Development and evaluation of ivabradine microspheres for controlled release

Abstract

The objective of this study was to formulate and evaluate controlled release formulations of ivabradine hydrochloride (HCl)-loaded microspheres consisting of Kollicoat MAE 100 P and ethyl cellulose prepared by the oil-in-oil solvent evaporation method. The drug was encapsulated into microspheres by an in situ method by varying the polymer contents. The resultant microspheres were characterized with respect to drug loading, flow properties, Fourier transform infrared spectroscopy (FTIR), scanning electron microscopy (SEM), X-ray diffractometry (XRD), thermal analysis and release behavior. Chemically stable loaded microspheres were confirmed by FTIR, differential scanning calorimetry (DSC), thermogravimetric analysis and XRD. SEM images showed that the microspheres were spherical with smooth surfaces. FTIR spectra confirmed the presence of the drug in pure form and revealed no interaction between the drug and polymers.

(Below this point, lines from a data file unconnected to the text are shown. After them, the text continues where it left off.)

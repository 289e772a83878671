// III-IV
// Copyright 2023 Julio Merino
//
// Licensed under the Apache License, Version 2.0 (the "License"); you may not
// use this file except in compliance with the License.  You may obtain a copy
// of the License at:
//
//     http://www.apache.org/licenses/LICENSE-2.0
//
// Unless required by applicable law or agreed to in writing, software
// distributed under the License is distributed on an "AS IS" BASIS, WITHOUT
// WARRANTIES OR CONDITIONS OF ANY KIND, either express or implied.  See the
// License for the specific language governing permissions and limitations
// under the License.

//! API to log into an account.

use crate::driver::Driver;
use crate::model::AccessToken;
use crate::rest::httputils::{get_basic_auth, map_auth_error};
use axum::Json;
use axum::extract::State;
use axum::http::HeaderMap;
use axum::response::IntoResponse;
use rideshare_core::rest::{EmptyBody, RestError};
#[cfg(test)]
use serde::Deserialize;
use serde::Serialize;

/// Message returned by the server after a successful login attempt.
#[derive(Debug, Serialize)]
#[cfg_attr(test, derive(Deserialize))]
pub(crate) struct LoginResponse {
    /// Access token for this session.
    pub(crate) access_token: AccessToken,
}

/// API handler.
pub(crate) async fn handler(
    State(driver): State<Driver>,
    headers: HeaderMap,
    _: EmptyBody,
) -> Result<impl IntoResponse, RestError> {
    let (email, password) = get_basic_auth(&headers)?;

    let session = driver.login(email, password).await.map_err(|e| map_auth_error("Basic", e))?;
    let response = LoginResponse { access_token: session.take_access_token() };

    Ok(Json(response))
}

#[cfg(test)]
mod tests {
    use super::*;
    use crate::model::Role;
    use crate::rest::testutils::*;
    use axum::http;
    use rideshare_core::rest::testutils::*;

    fn route() -> (http::Method, String) {
        (http::Method::POST, "/api/login".to_owned())
    }

    #[tokio::test]
    async fn test_ok() {
        let context = TestContext::setup().await;
        let user = context.create_account("user", Role::User).await;

        let response = OneShotBuilder::new(context.app(), route())
            .with_basic_auth("user@example.com", "test-password")
            .send_empty()
            .await
            .expect_json::<LoginResponse>()
            .await;

        let whoami = context.driver().authenticate(response.access_token).await.unwrap();
        assert_eq!(user, whoami);
    }

    #[tokio::test]
    async fn test_bad_password() {
        let context = TestContext::setup().await;
        context.create_account("user", Role::User).await;

        let response = OneShotBuilder::new(context.app(), route())
            .with_basic_auth("user@example.com", "wrong")
            .send_empty()
            .await
            .expect_status(http::StatusCode::UNAUTHORIZED);
        let exp_challenge = "Basic realm=\"rideshare\"".to_owned();
        assert_eq!(Some(exp_challenge), response.header("WWW-Authenticate"));
        response.expect_error("Invalid email or password").await;
    }

    #[tokio::test]
    async fn test_unknown_account() {
        let context = TestContext::setup().await;

        OneShotBuilder::new(context.app(), route())
            .with_basic_auth("unknown@example.com", "test-password")
            .send_empty()
            .await
            .expect_status(http::StatusCode::UNAUTHORIZED)
            .expect_error("Invalid email or password")
            .await;
    }

    #[tokio::test]
    async fn test_missing_credentials() {
        let context = TestContext::setup().await;

        OneShotBuilder::new(context.app(), route())
            .send_empty()
            .await
            .expect_status(http::StatusCode::UNAUTHORIZED)
            .expect_error("Missing Authorization header")
            .await;
    }

    #[tokio::test]
    async fn test_invalid_email() {
        let context = TestContext::setup().await;

        OneShotBuilder::new(context.app(), route())
            .with_basic_auth("not-an-email", "test-password")
            .send_empty()
            .await
            .expect_status(http::StatusCode::BAD_REQUEST)
            .expect_error("valid address")
            .await;
    }

    test_payload_must_be_empty!(TestContext::setup().await.into_app(), route());
}
// III-IV
// Copyright 2023 Julio Merino
//
// Licensed under the Apache License, Version 2.0 (the "License"); you may not
// use this file except in compliance with the License.  You may obtain a copy
// of the License at:
//
//     http://www.apache.org/licenses/LICENSE-2.0
//
// Unless required by applicable law or agreed to in writing, software
// distributed under the License is distributed on an "AS IS" BASIS, WITHOUT
// WARRANTIES OR CONDITIONS OF ANY KIND, either express or implied.  See the
// License for the specific language governing permissions and limitations
// under the License.

//! The `Route` data type.

use crate::model::AccountId;
use derive_getters::Getters;
use derive_more::{Display, From};
use rideshare_core::model::{ModelError, ModelResult};
use serde::{Deserialize, Serialize};
use std::str::FromStr;

/// Maximum length of destination names per the schema.
const MAX_DESTINATION_LENGTH: usize = 256;

/// Identifier of a route, assigned by the database.
#[derive(
    Clone, Copy, Debug, Deserialize, Display, Eq, From, Hash, Ord, PartialEq, PartialOrd, Serialize,
)]
#[serde(transparent)]
pub(crate) struct RouteId(i64);

impl RouteId {
    /// Returns the raw numeric value of the identifier.
    pub(crate) fn as_i64(&self) -> i64 {
        self.0
    }
}

/// Generates the string conversions of a fieldless enum that is stored as text.
macro_rules! text_enum [
    ( $t:ident, $what:expr, $( $variant:ident => $text:expr ),+ ) => {
        impl $t {
            /// Returns the textual representation of the value as stored in the database.
            pub(crate) fn as_str(&self) -> &'static str {
                match self {
                    $( $t::$variant => $text, )+
                }
            }
        }

        impl FromStr for $t {
            type Err = ModelError;

            fn from_str(s: &str) -> ModelResult<Self> {
                match s {
                    $( $text => Ok($t::$variant), )+
                    _ => Err(ModelError(format!("Unknown {} '{}'", $what, s))),
                }
            }
        }
    }
];

/// Whether a route is traveled once or repeatedly.
#[derive(Clone, Copy, Debug, Deserialize, Eq, PartialEq, Serialize)]
#[serde(rename_all = "SCREAMING_SNAKE_CASE")]
pub(crate) enum RouteType {
    /// Traveled once.
    OneTime,

    /// Traveled repeatedly at a `TimeInterval`.
    Recurring,
}

text_enum!(RouteType, "route type", OneTime => "ONE_TIME", Recurring => "RECURRING");

/// Frequency of a recurring route.
#[derive(Clone, Copy, Debug, Deserialize, Eq, PartialEq, Serialize)]
#[serde(rename_all = "SCREAMING_SNAKE_CASE")]
pub(crate) enum TimeInterval {
    /// Every day.
    Daily,

    /// Every week.
    Weekly,

    /// Every month.
    Monthly,
}

text_enum!(
    TimeInterval,
    "time interval",
    Daily => "DAILY",
    Weekly => "WEEKLY",
    Monthly => "MONTHLY"
);

/// Validates the name of a destination.
fn validate_destination(name: &str) -> ModelResult<()> {
    if name.trim().is_empty() {
        return Err(ModelError("Destination cannot be empty".to_owned()));
    }
    if name.chars().count() > MAX_DESTINATION_LENGTH {
        return Err(ModelError("Destination is too long".to_owned()));
    }
    Ok(())
}

/// Properties of a route that clients provide when creating it.
#[derive(Clone, Debug, Getters, PartialEq)]
pub(crate) struct RouteDetails {
    /// Name of the place where the route begins.
    starting_destination: String,

    /// Name of the place where the route ends.
    final_destination: String,

    /// Whether the route is traveled once or repeatedly.
    route_type: RouteType,

    /// Frequency of the route, if recurring.
    time_interval: Option<TimeInterval>,
}

impl RouteDetails {
    /// Creates a new set of route details, making sure the destinations are valid.
    pub(crate) fn new<S1: Into<String>, S2: Into<String>>(
        starting_destination: S1,
        final_destination: S2,
        route_type: RouteType,
        time_interval: Option<TimeInterval>,
    ) -> ModelResult<Self> {
        let starting_destination = starting_destination.into();
        let final_destination = final_destination.into();
        validate_destination(&starting_destination)?;
        validate_destination(&final_destination)?;
        Ok(Self { starting_destination, final_destination, route_type, time_interval })
    }

    /// Converts these details into a route with the given `id` and no subscribers.
    pub(crate) fn into_route(self, id: RouteId) -> Route {
        Route {
            id,
            starting_destination: self.starting_destination,
            final_destination: self.final_destination,
            route_type: self.route_type,
            time_interval: self.time_interval,
            subscribers: vec![],
        }
    }
}

/// A route as stored in the database, along with the accounts subscribed to it.
#[derive(Clone, Debug, Getters, PartialEq, Serialize)]
#[cfg_attr(test, derive(Deserialize))]
#[serde(rename_all = "camelCase")]
pub(crate) struct Route {
    /// Identifier of the route.
    id: RouteId,

    /// Name of the place where the route begins.
    starting_destination: String,

    /// Name of the place where the route ends.
    final_destination: String,

    /// Whether the route is traveled once or repeatedly.
    route_type: RouteType,

    /// Frequency of the route, if recurring.
    time_interval: Option<TimeInterval>,

    /// Accounts subscribed to the route, sorted by identifier.
    subscribers: Vec<AccountId>,
}

impl Route {
    /// Creates a new route from its parts, as read from storage.
    pub(crate) fn new(
        id: RouteId,
        details: RouteDetails,
        mut subscribers: Vec<AccountId>,
    ) -> Self {
        subscribers.sort();
        Self { subscribers, ..details.into_route(id) }
    }
}
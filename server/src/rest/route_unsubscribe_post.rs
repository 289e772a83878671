// III-IV
// Copyright 2023 Julio Merino
//
// Licensed under the Apache License, Version 2.0 (the "License"); you may not
// use this file except in compliance with the License.  You may obtain a copy
// of the License at:
//
//     http://www.apache.org/licenses/LICENSE-2.0
//
// Unless required by applicable law or agreed to in writing, software
// distributed under the License is distributed on an "AS IS" BASIS, WITHOUT
// WARRANTIES OR CONDITIONS OF ANY KIND, either express or implied.  See the
// License for the specific language governing permissions and limitations
// under the License.

//! API to unsubscribe the caller from a route.

use crate::driver::Driver;
use crate::model::RouteId;
use crate::rest::httputils::require_whoami;
use axum::Json;
use axum::extract::{Path, State};
use axum::http::HeaderMap;
use axum::response::IntoResponse;
use rideshare_core::rest::{EmptyBody, RestError};

/// API handler.
pub(crate) async fn handler(
    State(driver): State<Driver>,
    Path(id): Path<RouteId>,
    headers: HeaderMap,
    _: EmptyBody,
) -> Result<impl IntoResponse, RestError> {
    let whoami = require_whoami(&driver, &headers).await?;
    let route = driver.unsubscribe_route(whoami, id).await?;
    Ok(Json(route))
}

#[cfg(test)]
mod tests {
    use super::*;
    use crate::model::{Role, Route};
    use crate::rest::testutils::*;
    use axum::http;
    use rideshare_core::rest::testutils::*;

    fn route(id: RouteId) -> (http::Method, String) {
        (http::Method::POST, format!("/api/routes/{}/unsubscribe", id))
    }

    #[tokio::test]
    async fn test_ok() {
        let context = TestContext::setup().await;
        let (user, token) = context.login_as("user", Role::User).await;
        let other = context.create_account("other", Role::User).await;
        let route_ = context.create_route("Sofia", "Plovdiv").await;
        context.driver().subscribe_route(user, *route_.id()).await.unwrap();
        context.driver().subscribe_route(other, *route_.id()).await.unwrap();

        let response = OneShotBuilder::new(context.app(), route(*route_.id()))
            .with_bearer_auth(token.as_str())
            .send_empty()
            .await
            .expect_json::<Route>()
            .await;
        assert_eq!(&[other.id], response.subscribers().as_slice());
    }

    #[tokio::test]
    async fn test_not_subscribed() {
        let context = TestContext::setup().await;
        let (_, token) = context.login_as("user", Role::User).await;
        let route_ = context.create_route("Sofia", "Plovdiv").await;

        let response = OneShotBuilder::new(context.app(), route(*route_.id()))
            .with_bearer_auth(token.as_str())
            .send_empty()
            .await
            .expect_json::<Route>()
            .await;
        assert_eq!(route_, response);
    }

    test_payload_must_be_empty!(TestContext::setup().await.into_app(), route(RouteId::from(1)));
}
// III-IV
// Copyright 2023 Julio Merino
//
// Licensed under the Apache License, Version 2.0 (the "License"); you may not
// use this file except in compliance with the License.  You may obtain a copy
// of the License at:
//
//     http://www.apache.org/licenses/LICENSE-2.0
//
// Unless required by applicable law or agreed to in writing, software
// distributed under the License is distributed on an "AS IS" BASIS, WITHOUT
// WARRANTIES OR CONDITIONS OF ANY KIND, either express or implied.  See the
// License for the specific language governing permissions and limitations
// under the License.

//! Generic abstraction to access different database systems.
//!
//! The facilities in this module provide an abstraction over different database systems such as
//! PostgreSQL and SQLite.  The PostgreSQL backend is for production use and the SQLite backend is
//! primarily intended to support unit tests.
//!
//! Services issue their queries through free functions that take an `Executor` and destructure it
//! to reach the connection of the backend in use.

use crate::model::ModelError;
use async_trait::async_trait;

#[cfg(feature = "postgres")]
pub mod postgres;
#[cfg(feature = "sqlite")]
pub mod sqlite;

/// Database errors.  Any unexpected errors that come from the database are classified as
/// `BackendError`, but errors we know about have more specific types.
#[derive(Debug, thiserror::Error, PartialEq)]
pub enum DbError {
    /// Indicates that a request to create an entry failed because it already exists.
    #[error("Already exists")]
    AlreadyExists,

    /// Catch-all error type for unexpected database errors.
    #[error("Database error: {0}")]
    BackendError(String),

    /// Indicates a failure processing the data that already exists in the database.
    #[error("Data integrity error: {0}")]
    DataIntegrityError(String),

    /// Indicates that a requested entry does not exist.
    #[error("Entity not found")]
    NotFound,

    /// Indicates that the database is not available (maybe because of too many active concurrent
    /// connections).
    #[error("Unavailable")]
    Unavailable,
}

impl From<ModelError> for DbError {
    fn from(e: ModelError) -> Self {
        DbError::DataIntegrityError(e.to_string())
    }
}

/// Result type for this module.
pub type DbResult<T> = Result<T, DbError>;

/// Checks that a write statement touched exactly one row.
///
/// Zero rows mean that the entry the statement was targeting does not exist.
pub fn expect_one_row(rows_affected: u64) -> DbResult<()> {
    match rows_affected {
        0 => Err(DbError::NotFound),
        1 => Ok(()),
        n => Err(DbError::BackendError(format!("Statement affected {} rows instead of 1", n))),
    }
}

/// A database executor that can talk to multiple database implementations.
///
/// This type provides a generic mechanism to access a typed instance of a database, which is needed
/// by sqlx to offer type safety guarantees during query compilation.  Users of this type are forced
/// to destructure it and issue different calls for each database.
///
/// Note that this can wrap an executor that talks directly to a pool or to an open transaction.
pub enum Executor {
    /// A PostgreSQL executor that can be used in `sqlx` operations.
    #[cfg(feature = "postgres")]
    Postgres(postgres::PostgresExecutor),

    /// A SQLite executor that can be used in `sqlx` operations.
    #[cfg(feature = "sqlite")]
    Sqlite(sqlite::SqliteExecutor),
}

/// A wrapper for a database executor backed by an open transaction.
pub struct TxExecutor(Executor);

impl TxExecutor {
    /// Returns the executor wrapped by this transaction.
    ///
    /// This would be better called `executor` but this method is used so frequently that it makes
    /// call sites too verbose.
    pub fn ex(&mut self) -> &mut Executor {
        &mut self.0
    }

    /// Commits the transaction.
    pub async fn commit(self) -> DbResult<()> {
        match self.0 {
            #[cfg(feature = "postgres")]
            Executor::Postgres(e) => e.commit().await,

            #[cfg(feature = "sqlite")]
            Executor::Sqlite(e) => e.commit().await,
        }
    }
}

/// Abstraction over the database connection.
#[async_trait]
pub trait Db {
    /// Obtains an executor for direct access to the pool.
    ///
    /// This would be better called `executor` but this method is used so frequently that it makes
    /// call sites too verbose.
    async fn ex(&self) -> DbResult<Executor>;

    /// Begins a transaction.
    ///
    /// It is the responsibility of the caller to call `commit` on the returned executor.  Otherwise
    /// the transaction is rolled back on drop.
    async fn begin(&self) -> DbResult<TxExecutor>;

    /// Closes the connection pool, waiting for all outstanding connections to be returned.
    async fn close(&self);
}

/// Macros to help instantiate tests for multiple database systems.
#[cfg(any(test, feature = "testutils"))]
pub mod testutils {
    pub use paste::paste;

    /// Instantiates the `module::name` test for the database configured by `setup`.
    ///
    /// The `extra` metadata parameter can be used to tag the generated tests.
    #[macro_export]
    macro_rules! generate_one_test [
        ( $name:ident, $setup:expr, $module:path $(, #[$extra:meta] )? ) => {
            #[tokio::test]
            $(#[$extra])?
            async fn $name() {
                $crate::db::testutils::paste! {
                    $module :: [< $name >]($setup).await;
                }
            }
        }
    ];

    pub use generate_one_test;

    /// Instantiates a collection of tests for a specific database system.
    ///
    /// The database implementation to run the tests against is determined by the `setup`
    /// expression, which needs to return a database object that has already been initialized with
    /// the desired schema.
    ///
    /// The `extra` metadata parameter can be used to tag the generated tests.
    #[macro_export]
    macro_rules! generate_tests [
        ( #[$extra:meta], $setup:expr, $module:path $(, $name:ident)+ ) => {
            $(
                $crate::db::testutils::generate_one_test!($name, $setup, $module, #[$extra]);
            )+
        };

        ( $setup:expr, $module:path $(, $name:ident)+ ) => {
            $(
                $crate::db::testutils::generate_one_test!($name, $setup, $module);
            )+
        };
    ];

    pub use generate_tests;
}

XRD and DSC were conducted to determine the nature of the drug in drug-loaded microspheres, and the results revealed that the drug was present in amorphous form. The maximum percentage entrapment efficiency was found to be 82 ± 2·11%, and the percentage yield was 89 ± 3·31%. The maximum in vitro drug release was more than 90% for pH 7·4, which demonstrated that drug-loaded formulations had a pH-dependent drug release. Cumulative drug release data were analyzed by using different kinetic models. The Korsmeyer–Peppas equation was used to determine the value of n which follows non-Fickian diffusion.